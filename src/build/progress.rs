//! Build progress reporting.
//!
//! Provides a flexible progress reporting system for conversion runs.
//! Supports console output (with colors when attached to a terminal) and
//! JSON lines for tooling.
//!
//! # Example
//!
//! ```
//! use lvsprite::build::{BuildStatus, ConsoleProgress, ProgressEvent, ProgressReporter};
//!
//! let reporter = ConsoleProgress::new();
//! reporter.report(ProgressEvent::BuildStarted { total_targets: 1 });
//! reporter.report(ProgressEvent::TargetCompleted {
//!     target_id: "pet_idle_frame1".to_string(),
//!     status: BuildStatus::Success,
//!     output: None,
//!     duration_ms: 4,
//! });
//! ```

use serde_json::json;
use std::io::Write;
use std::path::PathBuf;
use std::sync::atomic::{AtomicUsize, Ordering};
use std::sync::Mutex;
use std::time::{Duration, Instant};

use super::result::BuildStatus;

/// Events that can be reported during a run.
#[derive(Debug, Clone)]
pub enum ProgressEvent {
    /// Run started
    BuildStarted {
        /// Number of sprites to convert
        total_targets: usize,
    },
    /// A sprite conversion started
    TargetStarted {
        /// Sprite identifier
        target_id: String,
    },
    /// A sprite conversion finished
    TargetCompleted {
        /// Sprite identifier
        target_id: String,
        /// Conversion status
        status: BuildStatus,
        /// Generated source file
        output: Option<PathBuf>,
        /// Duration in milliseconds
        duration_ms: u64,
    },
    /// The declaration header was written
    HeaderWritten {
        /// Header path
        path: PathBuf,
        /// Number of `extern` declarations
        declarations: usize,
    },
    /// Run completed
    BuildCompleted {
        /// Whether the overall run succeeded
        success: bool,
        /// Total duration in milliseconds
        duration_ms: u64,
        /// Number of generated sprites
        succeeded: usize,
        /// Number of sprites not attempted
        skipped: usize,
        /// Number of failed sprites
        failed: usize,
    },
    /// A warning was generated
    Warning {
        /// Sprite that generated the warning (if applicable)
        target_id: Option<String>,
        /// Warning message
        message: String,
    },
    /// An error occurred
    Error {
        /// Sprite that generated the error (if applicable)
        target_id: Option<String>,
        /// Error message
        message: String,
    },
}

/// Trait for progress reporters.
pub trait ProgressReporter: Send + Sync {
    /// Report a progress event.
    fn report(&self, event: ProgressEvent);

    /// Check if this reporter wants verbose output.
    fn is_verbose(&self) -> bool {
        false
    }
}

/// A progress reporter that discards all events.
#[derive(Debug, Default)]
pub struct NullProgress;

impl NullProgress {
    /// Create a new null progress reporter.
    pub fn new() -> Self {
        Self
    }
}

impl ProgressReporter for NullProgress {
    fn report(&self, _event: ProgressEvent) {}
}

/// Console progress reporter with optional colors.
pub struct ConsoleProgress {
    /// Whether to use colors
    use_colors: bool,
    /// Whether to show verbose output
    verbose: bool,
    /// Completed sprite count
    current: AtomicUsize,
    /// Total sprite count
    total: AtomicUsize,
    /// Output writer (for testing)
    output: Mutex<Box<dyn Write + Send>>,
}

impl std::fmt::Debug for ConsoleProgress {
    fn fmt(&self, f: &mut std::fmt::Formatter<'_>) -> std::fmt::Result {
        f.debug_struct("ConsoleProgress")
            .field("use_colors", &self.use_colors)
            .field("verbose", &self.verbose)
            .field("current", &self.current)
            .field("total", &self.total)
            .finish()
    }
}

impl ConsoleProgress {
    /// Create a console reporter on stderr, colored when stderr is a terminal.
    pub fn new() -> Self {
        Self {
            use_colors: atty::is(atty::Stream::Stderr),
            verbose: false,
            current: AtomicUsize::new(0),
            total: AtomicUsize::new(0),
            output: Mutex::new(Box::new(std::io::stderr())),
        }
    }

    /// Create a console progress reporter that writes to a custom output.
    pub fn with_output<W: Write + Send + 'static>(output: W) -> Self {
        Self {
            use_colors: false,
            verbose: false,
            current: AtomicUsize::new(0),
            total: AtomicUsize::new(0),
            output: Mutex::new(Box::new(output)),
        }
    }

    /// Set whether to use colors.
    pub fn with_colors(mut self, use_colors: bool) -> Self {
        self.use_colors = use_colors;
        self
    }

    /// Set verbose mode.
    pub fn with_verbose(mut self, verbose: bool) -> Self {
        self.verbose = verbose;
        self
    }

    fn color(&self, text: &str, color: &str) -> String {
        if self.use_colors {
            format!("{}{}\x1b[0m", color, text)
        } else {
            text.to_string()
        }
    }

    fn green(&self, text: &str) -> String {
        self.color(text, "\x1b[32m")
    }

    fn yellow(&self, text: &str) -> String {
        self.color(text, "\x1b[33m")
    }

    fn red(&self, text: &str) -> String {
        self.color(text, "\x1b[31m")
    }

    fn cyan(&self, text: &str) -> String {
        self.color(text, "\x1b[36m")
    }

    fn bold(&self, text: &str) -> String {
        self.color(text, "\x1b[1m")
    }

    fn writeln(&self, line: &str) {
        if let Ok(mut output) = self.output.lock() {
            let _ = writeln!(output, "{}", line);
        }
    }

    fn prefixed(target_id: Option<String>, message: &str) -> String {
        match target_id {
            Some(id) => format!("{}: {}", id, message),
            None => message.to_string(),
        }
    }
}

impl Default for ConsoleProgress {
    fn default() -> Self {
        Self::new()
    }
}

impl ProgressReporter for ConsoleProgress {
    fn report(&self, event: ProgressEvent) {
        match event {
            ProgressEvent::BuildStarted { total_targets } => {
                self.total.store(total_targets, Ordering::SeqCst);
                self.current.store(0, Ordering::SeqCst);
                self.writeln(&format!(
                    "{} Converting {} sprite{}...",
                    self.cyan("[build]"),
                    total_targets,
                    if total_targets == 1 { "" } else { "s" }
                ));
            }
            ProgressEvent::TargetStarted { target_id } => {
                if self.verbose {
                    let current = self.current.load(Ordering::SeqCst) + 1;
                    let total = self.total.load(Ordering::SeqCst);
                    self.writeln(&format!(
                        "{} [{}/{}] Converting {}...",
                        self.cyan("[build]"),
                        current,
                        total,
                        target_id
                    ));
                }
            }
            ProgressEvent::TargetCompleted { target_id, status, output, duration_ms } => {
                let current = self.current.fetch_add(1, Ordering::SeqCst) + 1;
                let total = self.total.load(Ordering::SeqCst);

                let status_str = match &status {
                    BuildStatus::Success => self.green("ok"),
                    BuildStatus::Skipped => self.yellow("skipped"),
                    BuildStatus::Failed(_) => self.red("FAILED"),
                };
                let target = match &output {
                    Some(path) => format!("{} -> {}", target_id, path.display()),
                    None => target_id,
                };

                self.writeln(&format!(
                    "{} [{}/{}] {} {} ({})",
                    self.cyan("[build]"),
                    current,
                    total,
                    status_str,
                    target,
                    format_duration(duration_ms)
                ));

                if let BuildStatus::Failed(err) = status {
                    self.writeln(&format!("        {}", self.red(&err)));
                }
            }
            ProgressEvent::HeaderWritten { path, declarations } => {
                self.writeln(&format!(
                    "{} header {} ({} declaration{})",
                    self.cyan("[build]"),
                    path.display(),
                    declarations,
                    if declarations == 1 { "" } else { "s" }
                ));
            }
            ProgressEvent::BuildCompleted { success, duration_ms, succeeded, skipped, failed } => {
                let duration_str = format_duration(duration_ms);

                if success {
                    self.writeln(&format!(
                        "\n{} All files generated successfully: {} {} in {}",
                        self.green("[done]"),
                        self.bold(&succeeded.to_string()),
                        if succeeded == 1 { "sprite" } else { "sprites" },
                        duration_str
                    ));
                } else {
                    self.writeln(&format!(
                        "\n{} Build failed: {} generated, {} skipped, {} {} in {}",
                        self.red("[error]"),
                        succeeded,
                        skipped,
                        failed,
                        if failed == 1 { "failure" } else { "failures" },
                        duration_str
                    ));
                }
            }
            ProgressEvent::Warning { target_id, message } => {
                let text = Self::prefixed(target_id, &message);
                self.writeln(&format!("{} {}", self.yellow("[warn]"), text));
            }
            ProgressEvent::Error { target_id, message } => {
                let text = Self::prefixed(target_id, &message);
                self.writeln(&format!("{} {}", self.red("[error]"), text));
            }
        }
    }

    fn is_verbose(&self) -> bool {
        self.verbose
    }
}

/// JSON progress reporter for machine-readable output.
///
/// Writes one JSON object per line.
pub struct JsonProgress {
    output: Mutex<Box<dyn Write + Send>>,
}

impl std::fmt::Debug for JsonProgress {
    fn fmt(&self, f: &mut std::fmt::Formatter<'_>) -> std::fmt::Result {
        f.debug_struct("JsonProgress").finish()
    }
}

impl JsonProgress {
    /// Create a new JSON progress reporter writing to stderr.
    pub fn new() -> Self {
        Self { output: Mutex::new(Box::new(std::io::stderr())) }
    }

    /// Create a JSON progress reporter that writes to a custom output.
    pub fn with_output<W: Write + Send + 'static>(output: W) -> Self {
        Self { output: Mutex::new(Box::new(output)) }
    }

    fn write_json(&self, value: &serde_json::Value) {
        if let Ok(mut output) = self.output.lock() {
            let _ = writeln!(output, "{}", value);
        }
    }
}

impl Default for JsonProgress {
    fn default() -> Self {
        Self::new()
    }
}

fn status_name(status: &BuildStatus) -> &'static str {
    match status {
        BuildStatus::Success => "success",
        BuildStatus::Skipped => "skipped",
        BuildStatus::Failed(_) => "failed",
    }
}

impl ProgressReporter for JsonProgress {
    fn report(&self, event: ProgressEvent) {
        let value = match event {
            ProgressEvent::BuildStarted { total_targets } => {
                json!({ "event": "build_started", "total_targets": total_targets })
            }
            ProgressEvent::TargetStarted { target_id } => {
                json!({ "event": "target_started", "target_id": target_id })
            }
            ProgressEvent::TargetCompleted { target_id, status, output, duration_ms } => {
                let mut value = json!({
                    "event": "target_completed",
                    "target_id": target_id,
                    "status": status_name(&status),
                    "duration_ms": duration_ms,
                });
                if let Some(path) = output {
                    value["output"] = json!(path.display().to_string());
                }
                if let BuildStatus::Failed(err) = status {
                    value["error"] = json!(err);
                }
                value
            }
            ProgressEvent::HeaderWritten { path, declarations } => json!({
                "event": "header_written",
                "path": path.display().to_string(),
                "declarations": declarations,
            }),
            ProgressEvent::BuildCompleted { success, duration_ms, succeeded, skipped, failed } => {
                json!({
                    "event": "build_completed",
                    "success": success,
                    "duration_ms": duration_ms,
                    "succeeded": succeeded,
                    "skipped": skipped,
                    "failed": failed,
                })
            }
            ProgressEvent::Warning { target_id, message } => {
                json!({ "event": "warning", "message": message, "target_id": target_id })
            }
            ProgressEvent::Error { target_id, message } => {
                json!({ "event": "error", "message": message, "target_id": target_id })
            }
        };
        self.write_json(&value);
    }
}

/// Aggregates run statistics as sprites complete.
#[derive(Debug, Default)]
pub struct ProgressTracker {
    start_time: Option<Instant>,
    total: usize,
    succeeded: usize,
    skipped: usize,
    failed: usize,
}

impl ProgressTracker {
    /// Create a new progress tracker.
    pub fn new() -> Self {
        Self::default()
    }

    /// Start tracking a run.
    pub fn start(&mut self, total_targets: usize) {
        *self = Self { start_time: Some(Instant::now()), total: total_targets, ..Self::default() };
    }

    /// Record a finished sprite.
    pub fn target_completed(&mut self, status: &BuildStatus) {
        match status {
            BuildStatus::Success => self.succeeded += 1,
            BuildStatus::Skipped => self.skipped += 1,
            BuildStatus::Failed(_) => self.failed += 1,
        }
    }

    /// Get the elapsed time since the run started.
    pub fn elapsed(&self) -> Duration {
        self.start_time.map(|t| t.elapsed()).unwrap_or(Duration::ZERO)
    }

    /// Get the elapsed time in milliseconds.
    pub fn elapsed_ms(&self) -> u64 {
        self.elapsed().as_millis() as u64
    }

    /// Check if every sprite has been accounted for.
    pub fn is_complete(&self) -> bool {
        self.succeeded + self.skipped + self.failed >= self.total
    }

    /// Check if the run was successful.
    pub fn is_success(&self) -> bool {
        self.failed == 0 && self.skipped == 0
    }

    /// Generate a BuildCompleted event from current state.
    pub fn build_completed_event(&self) -> ProgressEvent {
        ProgressEvent::BuildCompleted {
            success: self.is_success(),
            duration_ms: self.elapsed_ms(),
            succeeded: self.succeeded,
            skipped: self.skipped,
            failed: self.failed,
        }
    }
}

/// Format a duration in milliseconds to a human-readable string.
fn format_duration(ms: u64) -> String {
    if ms < 1000 {
        format!("{}ms", ms)
    } else if ms < 60_000 {
        format!("{:.1}s", ms as f64 / 1000.0)
    } else {
        let minutes = ms / 60_000;
        let seconds = (ms % 60_000) / 1000;
        format!("{}m {}s", minutes, seconds)
    }
}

================

THE TASK: Lines holding the word "applicable" are the answer; copy each one from the records above.

TASK ANSWER:
        /// Sprite that generated the warning (if applicable)
        /// Sprite that generated the error (if applicable)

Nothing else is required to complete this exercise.